CMS may suspend payments to a Medicare provider or supplier for any of three circumstances: 1) fraud or willful misrepresentation, 2) when an overpayment exists but the amount has not been determined, or 3) when payments made or pending may be incorrect. CMS also may suspend payments based on requests from its contractors or from law enforcement, the OIG noted.


The OIG reported that it analyzed 253 suspensions CMS imposed in 2007 and 2008. Part B providers composed 85 percent of those suspensions. Overpayments to providers in those years totaled at least $206 million.


According to the OIG, 74 percent of suspended providers showed questionable billing patterns. Sixty-three percent of suspensions were supported by information from beneficiaries or from other providers; this information included evidence that the suspended providers had billed for services that never were received or were medically unnecessary and had used other providers’ billing numbers to seek payment for items or services that had not been authorized.

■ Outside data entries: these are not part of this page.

//! Orchestrates one patch run: preflight, backup, passes, persist, validate.

use miette::Diagnostic;
use serde::Serialize;
use std::path::{Path, PathBuf};
use thiserror::Error;
use tracing::{debug, error, info, warn};

use crate::buffer::LineBuffer;
use crate::fs_safe;
use crate::passes::{self, Insertion, PassError, ReferenceRepair, Removal};
use crate::plan::PatchPlan;
use crate::validate::{self, ValidationReport};

/// Errors that end a patch run.
#[derive(Debug, Error, Diagnostic)]
pub enum PatchError {
    /// The target file does not exist.
    #[error("The file {path} was not found")]
    #[diagnostic(
        code(ruleset_patch::missing_file),
        help("pass the ruleset path explicitly or set `target` in the plan file")
    )]
    MissingFile {
        /// Configured target path.
        path: PathBuf,
    },

    /// The backup copy could not be made; nothing was changed.
    #[error("Failed to back up {path}: {source}")]
    #[diagnostic(code(ruleset_patch::backup))]
    Backup {
        /// Target path being copied.
        path: PathBuf,
        /// Underlying IO error.
        #[source]
        source: std::io::Error,
    },

    /// Reading or writing the target failed.
    #[error("I/O error during {context}: {source}")]
    #[diagnostic(code(ruleset_patch::io))]
    Io {
        /// What was being done.
        context: String,
        /// Underlying IO error.
        #[source]
        source: std::io::Error,
    },

    /// An edit pass failed; the target on disk is unchanged.
    #[error("{0}")]
    #[diagnostic(
        code(ruleset_patch::pass),
        help("the file on disk was not modified")
    )]
    Pass(#[from] PassError),

    /// The written file failed its checks. It stays on disk as written.
    #[error("Validation failed for {path}: {report}")]
    #[diagnostic(
        code(ruleset_patch::validation),
        help("check the file manually; the original is kept next to it with a .bak suffix")
    )]
    Validation {
        /// Checked file.
        path: PathBuf,
        /// Per-check results.
        report: ValidationReport,
    },
}

impl PatchError {
    fn io(context: impl Into<String>, source: std::io::Error) -> Self {
        Self::Io {
            context: context.into(),
            source,
        }
    }
}

/// Buffer produced by the three passes, with what each pass did.
#[derive(Debug, Clone)]
pub struct Edited {
    /// Final lines.
    pub buffer: LineBuffer,
    /// Block removal result.
    pub removal: Removal,
    /// Cross-reference repair result.
    pub reference: ReferenceRepair,
    /// Payload insertion result.
    pub insertion: Insertion,
}

/// Summary of a successful run.
#[derive(Debug, Clone, Serialize)]
pub struct PatchReport {
    /// Patched file.
    pub target: PathBuf,
    /// Backup copy, absent on dry runs.
    pub backup: Option<PathBuf>,
    /// True if nothing was written.
    pub dry_run: bool,
    /// Block removal result.
    pub removal: Removal,
    /// Cross-reference repair result.
    pub reference: ReferenceRepair,
    /// Payload insertion result.
    pub insertion: Insertion,
    /// Post-write checks, absent on dry runs.
    pub validation: Option<ValidationReport>,
}

/// Runs the remove, repair and insert passes over a loaded buffer.
///
/// # Errors
///
/// Returns [`PassError`] if the removed block or the anchor is unterminated,
/// or the anchor is missing.
pub fn apply_passes(loaded: &LineBuffer, plan: &PatchPlan) -> Result<Edited, PassError> {
    let (removed, removal) = passes::remove_block(loaded, &plan.remove_rule)?;
    if removal.found() {
        info!(
            "Removed rule {} ({} lines from line {})",
            plan.remove_rule,
            removal.lines_removed,
            removal.start_line.unwrap_or_default()
        );
    } else {
        info!("Rule {} not present, nothing to remove", plan.remove_rule);
    }

    let (repaired, reference) = passes::repair_reference(
        &removed,
        &plan.reference_rule,
        &plan.reference_tag,
        &plan.remove_rule,
    );
    match &reference {
        ReferenceRepair::Repaired { line, after, .. } => {
            info!(
                "Dropped {} from <{}> of rule {} at line {}: {}",
                plan.remove_rule,
                plan.reference_tag,
                plan.reference_rule,
                line,
                after.trim()
            );
        }
        ReferenceRepair::TokenAbsent { line } => debug!(
            "<{}> at line {} does not mention {}",
            plan.reference_tag, line, plan.remove_rule
        ),
        ReferenceRepair::TagNotFound => warn!(
            "No <{}> found after rule {}",
            plan.reference_tag, plan.reference_rule
        ),
        ReferenceRepair::RuleNotFound => {
            warn!("Rule {} not found, reference left as is", plan.reference_rule);
        }
    }

    let (buffer, insertion) = passes::insert_after(&repaired, &plan.anchor_rule, &plan.payload)?;
    info!(
        "Added {} rule(s) after rule {} (line {})",
        insertion.rules, plan.anchor_rule, insertion.after_line
    );

    Ok(Edited {
        buffer,
        removal,
        reference,
        insertion,
    })
}

/// Reads `path` and checks it against the plan's removal and payload.
///
/// # Errors
///
/// Returns [`PatchError::MissingFile`], [`PatchError::Io`], or
/// [`PatchError::Validation`] if a check fails.
pub fn verify(path: &Path, plan: &PatchPlan) -> Result<ValidationReport, PatchError> {
    preflight(path)?;
    let content = std::fs::read_to_string(path)
        .map_err(|e| PatchError::io(format!("reading {}", path.display()), e))?;

    let report = validate::validate(&content, &plan.remove_rule, &plan.payload);
    log_checks(&report);

    if report.passed() {
        Ok(report)
    } else {
        Err(PatchError::Validation {
            path: path.to_path_buf(),
            report,
        })
    }
}

fn preflight(path: &Path) -> Result<(), PatchError> {
    if path.is_file() {
        Ok(())
    } else {
        Err(PatchError::MissingFile {
            path: path.to_path_buf(),
        })
    }
}

fn log_checks(report: &ValidationReport) {
    if report.removal_passed() {
        info!("Rule {} was successfully removed", report.removed_rule);
    } else {
        error!(
            "Rule {} still present at line(s) {:?}",
            report.removed_rule, report.leftover_lines
        );
    }
    if report.insertion_passed() {
        info!("Rules {} are present", report.present_rules.join(", "));
    } else {
        error!(
            "Rules not found in the file: {}",
            report.missing_rules.join(", ")
        );
    }
}

/// Applies a [`PatchPlan`] to its target file.
#[derive(Debug, Clone)]
pub struct Patcher {
    plan: PatchPlan,
    dry_run: bool,
}

impl Patcher {
    /// Creates a patcher for `plan`.
    #[must_use]
    pub fn new(plan: PatchPlan) -> Self {
        Self {
            plan,
            dry_run: false,
        }
    }

    /// Sets whether to stop before the backup and write (default: false).
    #[must_use]
    pub fn dry_run(mut self, dry_run: bool) -> Self {
        self.dry_run = dry_run;
        self
    }

    /// Runs the patch.
    ///
    /// Order: preflight, backup, load, passes, atomic write, re-read and
    /// validate. A failing pass leaves the target untouched; a failing
    /// validation leaves the written file in place next to its backup.
    ///
    /// # Errors
    ///
    /// Returns a [`PatchError`] for the first step that fails.
    pub fn run(&self) -> Result<PatchReport, PatchError> {
        let path = self.plan.target.as_path();
        preflight(path)?;

        let backup = if self.dry_run {
            None
        } else {
            let dest = fs_safe::backup(path).map_err(|e| PatchError::Backup {
                path: path.to_path_buf(),
                source: e,
            })?;
            info!("Backup written to {}", dest.display());
            Some(dest)
        };

        let content = std::fs::read_to_string(path)
            .map_err(|e| PatchError::io(format!("reading {}", path.display()), e))?;
        let loaded = LineBuffer::parse(&content);
        debug!("Loaded {} line(s) from {}", loaded.len(), path.display());

        let edited = apply_passes(&loaded, &self.plan)?;

        let mut report = PatchReport {
            target: path.to_path_buf(),
            backup,
            dry_run: self.dry_run,
            removal: edited.removal,
            reference: edited.reference,
            insertion: edited.insertion,
            validation: None,
        };

        if self.dry_run {
            info!("Dry run: {} left unchanged", path.display());
            return Ok(report);
        }

        fs_safe::atomic_write(path, edited.buffer.to_content().as_bytes())
            .map_err(|e| PatchError::io(format!("writing {}", path.display()), e))?;
        debug!("Wrote {} line(s) to {}", edited.buffer.len(), path.display());

        report.validation = Some(verify(path, &self.plan)?);
        Ok(report)
    }
}

#[cfg(test)]
mod tests {
    use super::*;
    use crate::payload::Payload;
    use std::fs;
    use tempfile::TempDir;

    const RULES: &str = r#"<group name="cisco-asa,">
  <rule id="64016" level="8">
    <if_sid>64004</if_sid>
  </rule>
  <rule id="64017" level="10">
    <if_sid>64012, 64016, 64033</if_sid>
  </rule>
  <rule id="64033" level="8">
    <if_sid>64004</if_sid>
  </rule>
</group>
"#;

    fn plan_for(path: &Path) -> PatchPlan {
        PatchPlan::new()
            .with_target(path)
            .with_payload(Payload::new("  <rule id=\"70001\">\n  </rule>"))
    }

    #[test]
    fn run_patches_and_validates() {
        let tmp = TempDir::new().unwrap();
        let target = tmp.path().join("rules.xml");
        fs::write(&target, RULES).unwrap();

        let report = Patcher::new(plan_for(&target)).run().unwrap();

        assert_eq!(report.backup, Some(fs_safe::backup_path(&target)));
        assert_eq!(report.removal.lines_removed, 3);
        assert!(report.validation.as_ref().is_some_and(ValidationReport::passed));

        let written = fs::read_to_string(&target).unwrap();
        assert!(!written.contains("64016"));
        assert!(written.contains("<if_sid>64012, 64033</if_sid>"));
        assert_eq!(
            fs::read_to_string(fs_safe::backup_path(&target)).unwrap(),
            RULES
        );
    }

    #[test]
    fn dry_run_writes_nothing() {
        let tmp = TempDir::new().unwrap();
        let target = tmp.path().join("rules.xml");
        fs::write(&target, RULES).unwrap();

        let report = Patcher::new(plan_for(&target)).dry_run(true).run().unwrap();

        assert!(report.dry_run);
        assert!(report.backup.is_none());
        assert!(report.validation.is_none());
        assert_eq!(report.insertion.after_line, 7);
        assert_eq!(fs::read_to_string(&target).unwrap(), RULES);
        assert!(!fs_safe::backup_path(&target).exists());
    }

    #[test]
    fn verify_reports_unpatched_file() {
        let tmp = TempDir::new().unwrap();
        let target = tmp.path().join("rules.xml");
        fs::write(&target, RULES).unwrap();

        let err = verify(&target, &plan_for(&target)).unwrap_err();
        let report = match err {
            PatchError::Validation { report, .. } => report,
            other => panic!("expected validation error, got {other:?}"),
        };
        assert_eq!(report.leftover_lines, [2, 6]);
        assert_eq!(report.missing_rules, ["70001"]);
    }

    #[test]
    fn apply_passes_is_pure() {
        let loaded = LineBuffer::parse(RULES);
        let plan = plan_for(Path::new("unused.xml"));
        let edited = apply_passes(&loaded, &plan).unwrap();

        assert_eq!(loaded.to_content(), RULES);
        assert_eq!(edited.buffer.len(), loaded.len() - 3 + 1);
        assert!(matches!(
            edited.reference,
            ReferenceRepair::Repaired { line: 3, .. }
        ));
    }

    #[test]
    fn missing_file_diagnostic() {
        let err = Patcher::new(plan_for(Path::new("/nonexistent/rules.xml")))
            .run()
            .unwrap_err();
        assert_eq!(
            err.to_string(),
            "The file /nonexistent/rules.xml was not found"
        );
        assert_eq!(
            err.code().map(|c| c.to_string()).as_deref(),
            Some("ruleset_patch::missing_file")
        );
    }
}
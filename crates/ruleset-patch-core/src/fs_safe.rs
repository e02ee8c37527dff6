//! File primitives for the patch run: backup copy and atomic overwrite.
//!
//! The overwrite writes a temp file in the target's directory, fsyncs it,
//! copies the original permissions and ownership onto it, and renames it over
//! the resolved target.
//! A crash leaves either the old complete file or the new complete file.

use std::ffi::OsString;
use std::fs;
use std::io::Write;
use std::path::{Path, PathBuf};

/// Suffix appended to the target's file name for its backup copy.
pub const BACKUP_SUFFIX: &str = ".bak";

/// Returns `<path>.bak`.
#[must_use]
pub fn backup_path(path: &Path) -> PathBuf {
    let mut name: OsString = path.as_os_str().to_owned();
    name.push(BACKUP_SUFFIX);
    PathBuf::from(name)
}

/// Copies `path` byte for byte to `<path>.bak`, replacing any older backup.
///
/// # Errors
///
/// Returns the underlying I/O error if the copy fails.
pub fn backup(path: &Path) -> std::io::Result<PathBuf> {
    let dest = backup_path(path);
    fs::copy(path, &dest)?;
    Ok(dest)
}

/// Replaces the contents of `path` with `data` in one step.
///
/// A symlinked `path` is resolved first so the link stays in place and its
/// target receives the new content. The replacement keeps the original
/// file's permission bits and, on unix, its owner and group.
///
/// # Errors
///
/// Returns the underlying I/O error of whichever step fails; the target is
/// left untouched in that case.
pub fn atomic_write(path: &Path, data: &[u8]) -> std::io::Result<()> {
    let target = if fs::symlink_metadata(path).is_ok() {
        fs::canonicalize(path)?
    } else {
        path.to_path_buf()
    };
    let parent = match target.parent() {
        Some(p) if !p.as_os_str().is_empty() => p,
        _ => Path::new("."),
    };
    let original = fs::metadata(&target).ok();

    let mut tmp = tempfile::NamedTempFile::new_in(parent)?;
    tmp.write_all(data)?;
    tmp.flush()?;

    if let Some(original) = &original {
        tmp.as_file().set_permissions(original.permissions())?;
        #[cfg(unix)]
        copy_ownership(tmp.as_file(), original)?;
    }
    tmp.as_file().sync_all()?;

    tmp.persist(&target).map_err(|e| e.error)?;
    Ok(())
}

#[cfg(unix)]
fn copy_ownership(file: &fs::File, original: &fs::Metadata) -> std::io::Result<()> {
    use std::os::unix::fs::MetadataExt;

    let current = file.metadata()?;
    if current.uid() == original.uid() && current.gid() == original.gid() {
        return Ok(());
    }
    std::os::unix::fs::fchown(file, Some(original.uid()), Some(original.gid()))
}
//! Validated newtypes for rule identifiers and tag names.
//!
//! No I/O and no serde here; invariants are enforced at construction time.

use std::fmt;

/// Closing marker of every rule block.
pub const RULE_CLOSE: &str = "</rule>";

/// A rule identifier (non-empty, ASCII digits only), e.g. `64016`.
#[derive(Debug, Clone, PartialEq, Eq, Hash)]
pub struct RuleId(String);

impl RuleId {
    /// Creates a new rule id.
    ///
    /// # Errors
    ///
    /// Returns error if the id is empty or contains anything but digits.
    pub fn new(id: &str) -> Result<Self, ModelError> {
        if id.is_empty() {
            return Err(ModelError::EmptyRuleId);
        }
        if !id.chars().all(|c| c.is_ascii_digit()) {
            return Err(ModelError::InvalidRuleId { id: id.to_string() });
        }
        Ok(Self(id.to_string()))
    }

    /// Wraps a built-in constant id.
    pub(crate) fn from_static(id: &'static str) -> Self {
        debug_assert!(Self::new(id).is_ok(), "invalid built-in rule id {id}");
        Self(id.to_string())
    }

    /// Returns the id as a string slice.
    #[must_use]
    pub fn as_str(&self) -> &str {
        &self.0
    }

    /// Opening-tag signature of this rule, e.g. `<rule id="64016"`.
    ///
    /// The signature stops before the attribute list so it matches
    /// `<rule id="64016" level="12">` as well as `<rule id="64016">`.
    #[must_use]
    pub fn signature(&self) -> String {
        format!("<rule id=\"{}\"", self.0)
    }
}

impl fmt::Display for RuleId {
    fn fmt(&self, f: &mut fmt::Formatter<'_>) -> fmt::Result {
        write!(f, "{}", self.0)
    }
}

/// Name of the cross-reference tag, e.g. `if_sid`.
#[derive(Debug, Clone, PartialEq, Eq)]
pub struct TagName(String);

impl TagName {
    /// Creates a new tag name.
    ///
    /// # Errors
    ///
    /// Returns error if the name is empty or is not `[A-Za-z0-9_-]`.
    pub fn new(name: &str) -> Result<Self, ModelError> {
        if name.is_empty() {
            return Err(ModelError::EmptyTagName);
        }
        if !name
            .chars()
            .all(|c| c.is_ascii_alphanumeric() || c == '_' || c == '-')
        {
            return Err(ModelError::InvalidTagName {
                name: name.to_string(),
            });
        }
        Ok(Self(name.to_string()))
    }

    pub(crate) fn from_static(name: &'static str) -> Self {
        debug_assert!(Self::new(name).is_ok(), "invalid built-in tag {name}");
        Self(name.to_string())
    }

    /// Returns the name as a string slice.
    #[must_use]
    pub fn as_str(&self) -> &str {
        &self.0
    }

    /// Opening tag, e.g. `<if_sid>`.
    #[must_use]
    pub fn open_tag(&self) -> String {
        format!("<{}>", self.0)
    }
}

impl fmt::Display for TagName {
    fn fmt(&self, f: &mut fmt::Formatter<'_>) -> fmt::Result {
        write!(f, "{}", self.0)
    }
}

/// Validation errors for model newtypes.
#[derive(Debug, Clone, PartialEq, Eq, thiserror::Error)]
pub enum ModelError {
    /// Rule id is empty.
    #[error("rule id must not be empty")]
    EmptyRuleId,

    /// Rule id contains non-digit characters.
    #[error("invalid rule id `{id}`: only digits are allowed")]
    InvalidRuleId {
        /// The invalid id.
        id: String,
    },

    /// Tag name is empty.
    #[error("tag name must not be empty")]
    EmptyTagName,

    /// Tag name contains characters outside `[A-Za-z0-9_-]`.
    #[error("invalid tag name `{name}`")]
    InvalidTagName {
        /// The invalid name.
        name: String,
    },
}

#[cfg(test)]
mod tests {
    use super::*;

    #[test]
    fn rule_id_accepts_digits() {
        let id = RuleId::new("64016").unwrap();
        assert_eq!(id.as_str(), "64016");
        assert_eq!(id.to_string(), "64016");
    }

    #[test]
    fn rule_id_rejects_empty_and_non_digits() {
        assert_eq!(RuleId::new(""), Err(ModelError::EmptyRuleId));
        assert!(matches!(
            RuleId::new("64a16"),
            Err(ModelError::InvalidRuleId { .. })
        ));
        assert!(RuleId::new(" 64016").is_err());
    }

    #[test]
    fn signature_omits_closing_bracket() {
        let id = RuleId::new("64033").unwrap();
        assert_eq!(id.signature(), r#"<rule id="64033""#);
        assert!(r#"  <rule id="64033" level="10">"#.contains(&id.signature()));
    }

    #[test]
    fn tag_name_open_tag() {
        let tag = TagName::new("if_sid").unwrap();
        assert_eq!(tag.open_tag(), "<if_sid>");
        assert!(TagName::new("if sid").is_err());
        assert_eq!(TagName::new(""), Err(ModelError::EmptyTagName));
    }
}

Twenty-four percent of suspended providers billed Medicare before their suspensions despite having vacant physical locations.


The OIG noted that payment suspensions were used in 2007 and 2008 almost exclusively as a tool to fight fraud. Recognizing that the Patient Protection and Affordable Care Act was signed into law, the OIG reminded that the law states that a provider’s payments may be suspended based on a credible allegation of fraud unless there is good cause not to suspend such payments.